Jet lag é uma expressão em inglês que não possui uma tradução definida na língua portuguesa, comumente afeta viajantes aéreos que atravessam vários fusos horários. Ela resulta de uma dessincronização entre ritmos internos do corpo e ritmos ambientais no destino. A melatonina é um hormônio pineal que desempenha um papel central na regulação dos ritmos corporais e tem sido usado como uma droga para realinhá-los com o mundo exterior1.
A melatonina administrada ao deitar muda a fase circadiana e tem um efeito hipnótico. A medicação pode ser recomendada para viajantes adultos voando em cinco ou mais fusos horários, especialmente em direção leste, e especialmente se eles tiveram jet lag em viagens anteriores. Viajantes cruzando 2-4 fusos horários também podem usá-la se necessário1. A melatonina parece prevenir ou reduzir o jet lag, mas as evidências são inconsistentes para avaliar a eficácia3.
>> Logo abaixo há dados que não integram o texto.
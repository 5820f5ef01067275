mod cmd;
mod output;
mod root;

use anyhow::Context;
use clap::{Parser, Subcommand};
use cmd::config::ConfigSubcommand;
use siteid_core::config::EngineConfig;
use std::path::{Path, PathBuf};

#[derive(Parser)]
#[command(
    name = "siteid",
    about = "FacilityID/OrderID integrity checks and repair for rollout order snapshots",
    version,
    propagate_version = true
)]
struct Cli {
    /// Project root holding .siteid/config.yaml (default: auto-detect)
    #[arg(long, global = true, env = "SITEID_ROOT")]
    root: Option<PathBuf>,

    /// Explicit config file (overrides <root>/.siteid/config.yaml)
    #[arg(long, global = true, env = "SITEID_CONFIG")]
    config: Option<PathBuf>,

    /// Output as JSON
    #[arg(long, global = true, short = 'j')]
    json: bool,

    #[command(subcommand)]
    command: Commands,
}

#[derive(Subcommand)]
enum Commands {
    /// Build the integrity report for an order snapshot (.json/.yaml)
    Report {
        /// Snapshot file
        snapshot: PathBuf,
    },

    /// Repair mismatched OrderIDs and prune duplicate facilities
    Fix {
        /// Snapshot file; rewritten in place unless --dry-run
        snapshot: PathBuf,

        /// Show the planned operations without applying them
        #[arg(long)]
        dry_run: bool,
    },

    /// Print the canonical OrderID for a FacilityID
    Derive {
        facility_id: String,

        /// Year component (default: configured reference year or current year)
        #[arg(long)]
        year: Option<i32>,
    },

    /// Check a single FacilityID or OrderID against its grammar
    Validate { id: String },

    /// Inspect the engine configuration
    Config {
        #[command(subcommand)]
        subcommand: ConfigSubcommand,
    },
}

fn load_config(root: &Path, explicit: Option<&Path>) -> anyhow::Result<EngineConfig> {
    let cfg = match explicit {
        Some(path) => EngineConfig::load_from(path),
        None => EngineConfig::load(root),
    };
    cfg.context("failed to load config")
}

fn main() {
    let cli = Cli::parse();

    let default_level = match &cli.command {
        Commands::Fix { dry_run: false, .. } => tracing::Level::INFO,
        _ => tracing::Level::WARN,
    };

    tracing_subscriber::fmt()
        .with_env_filter(
            tracing_subscriber::EnvFilter::from_default_env().add_directive(default_level.into()),
        )
        .with_writer(std::io::stderr)
        .with_target(false)
        .init();

    let root = root::resolve_root(cli.root.as_deref());

    let result = load_config(&root, cli.config.as_deref()).and_then(|config| match cli.command {
        Commands::Report { snapshot } => cmd::report::run(&config, &snapshot, cli.json),
        Commands::Fix { snapshot, dry_run } => cmd::fix::run(&config, &snapshot, dry_run, cli.json),
        Commands::Derive { facility_id, year } => {
            cmd::derive::run(&config, &facility_id, year, cli.json)
        }
        Commands::Validate { id } => cmd::validate::run(&id, cli.json),
        Commands::Config { subcommand } => cmd::config::run(&config, subcommand, cli.json),
    });

    if let Err(e) = result {
        // Print the full error chain (anyhow's alternate Display)
        eprintln!("error: {e:#}");
        std::process::exit(1);
    }
}
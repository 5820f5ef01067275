use crate::issue::Issue;
use crate::mismatch::is_canonical;
use crate::record::OrderRecord;
use serde::{Deserialize, Serialize};
use std::cmp::Ordering;
use std::collections::HashMap;

// ---------------------------------------------------------------------------
// DuplicateGroup
// ---------------------------------------------------------------------------

/// Every record sharing one FacilityID, with the record that should be
/// kept already chosen. The fixer deletes everything in [`removals`].
///
/// [`removals`]: DuplicateGroup::removals
#[derive(Debug, Clone, PartialEq, Serialize, Deserialize)]
#[serde(rename_all = "camelCase")]
pub struct DuplicateGroup {
    pub facility_id: String,
    pub count: usize,
    pub survivor_id: String,
    pub orders: Vec<OrderRecord>,
}

impl DuplicateGroup {
    pub fn survivor(&self) -> Option<&OrderRecord> {
        self.orders.iter().find(|r| r.id == self.survivor_id)
    }

    pub fn removals(&self) -> impl Iterator<Item = &OrderRecord> {
        self.orders.iter().filter(move |r| r.id != self.survivor_id)
    }

    pub fn to_issue(&self) -> Issue {
        Issue::Duplicate {
            facility_id: self.facility_id.clone(),
            record_ids: self.orders.iter().map(|r| r.id.clone()).collect(),
            survivor_id: self.survivor_id.clone(),
            description: format!(
                "facility {} is claimed by {} records; keeping {}",
                self.facility_id, self.count, self.survivor_id
            ),
        }
    }
}

// ---------------------------------------------------------------------------
// Survivor selection
// ---------------------------------------------------------------------------

/// Ordering where the preferred survivor sorts first: canonical OrderID,
/// then earliest `created_date` (undated last), then smallest store id.
fn survivor_order(a: &OrderRecord, b: &OrderRecord) -> Ordering {
    let canonical = is_canonical(b).cmp(&is_canonical(a));
    let dated = a.created_date.is_none().cmp(&b.created_date.is_none());
    canonical
        .then(dated)
        .then(a.created_date.cmp(&b.created_date))
        .then_with(|| a.id.cmp(&b.id))
}

pub fn choose_survivor<'a>(members: &[&'a OrderRecord]) -> Option<&'a OrderRecord> {
    members.iter().copied().min_by(|a, b| survivor_order(a, b))
}

// ---------------------------------------------------------------------------
// Detection
// ---------------------------------------------------------------------------

/// Group records by exact FacilityID and report every group with two or
/// more members, in order of first appearance. Records without a
/// FacilityID never group.
pub fn detect_duplicate_facilities(orders: &[OrderRecord]) -> Vec<DuplicateGroup> {
    let mut index: HashMap<&str, usize> = HashMap::new();
    let mut buckets: Vec<(&str, Vec<&OrderRecord>)> = Vec::new();

    for record in orders {
        let Some(facility_id) = record.facility_id() else {
            continue;
        };
        match index.get(facility_id) {
            Some(&i) => buckets[i].1.push(record),
            None => {
                index.insert(facility_id, buckets.len());
                buckets.push((facility_id, vec![record]));
            }
        }
    }

    buckets
        .into_iter()
        .filter(|(_, members)| members.len() >= 2)
        .filter_map(|(facility_id, members)| {
            let survivor = choose_survivor(&members)?;
            tracing::debug!(
                facility_id,
                count = members.len(),
                survivor = %survivor.id,
                "duplicate facility"
            );
            Some(DuplicateGroup {
                facility_id: facility_id.to_string(),
                count: members.len(),
                survivor_id: survivor.id.clone(),
                orders: members.into_iter().cloned().collect(),
            })
        })
        .collect()
}

// ---------------------------------------------------------------------------
// Tests
// ---------------------------------------------------------------------------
A dose em estudos clínicos variou de 0,5 mg a 8 mg / dia. Estas doses parecem ser seguras, mas estudos em longo prazo não foram realizados. Deve ser tomada perto de hora de deitar no destino (entre 22:00 e meia-noite) 3.
Uma revisão Cochrane de 10 estudos que compararam a melatonina com placebo em viajantes de longa distância concluiu que 2-5 mg de melatonina tomada na hora de dormir após a chegada é eficaz e pode ser vantajoso manter o uso nos próximos dois a quatro dias, juntamente com as medidas não medicamentosas [B]1.2.
Um outro estudo de meta-análise, conclui que a melatonina é ineficaz no tratamento de distúrbio do sono secundários ou distúrbios do sono que acompanham a restrição do sono, como o Jet lag ou o trabalho por turnos [C]4. Mas, os estudos selecionados mostram inconsistências e muitos outros estudos não foram incluídos 5 .
A farmacologia e a toxicologia da melatonina necessitam de estudos sistemáticos e o controle de qualidade farmacêutica rotineiro deve ser estabelecido. O uso ocasional e de curto prazo parece ser seguro. Relatos de casos sugerem que a melatonina pode ser nociva em pessoa com epilepsia ou em uso de warfarina concomitante1. Os efeitos adversos mais frequentes são sonolência diurna e fadiga3.
Os sintomas do Jet lag incluem sono perturbado, aumento da fadiga, perda de concentração e aumento da irritabilidade durante o dia, e ainda dificuldades em iniciar e manter o sono durante a noite. Voos longos também são muitas vezes cansativos e desconfortáveis (fadiga de viagem), e o ar de cabine seca contribui para a desidratação. Esses efeitos podem ser distinguidos daqueles do jet lag comparando voos em fusos horários, por exemplo, da Europa para a Ásia, com vôos de comprimento similar ao longo do mesmo meridiano, digamos para a África Austral, que causam cansaço de viagem, mas nenhum jet lag2.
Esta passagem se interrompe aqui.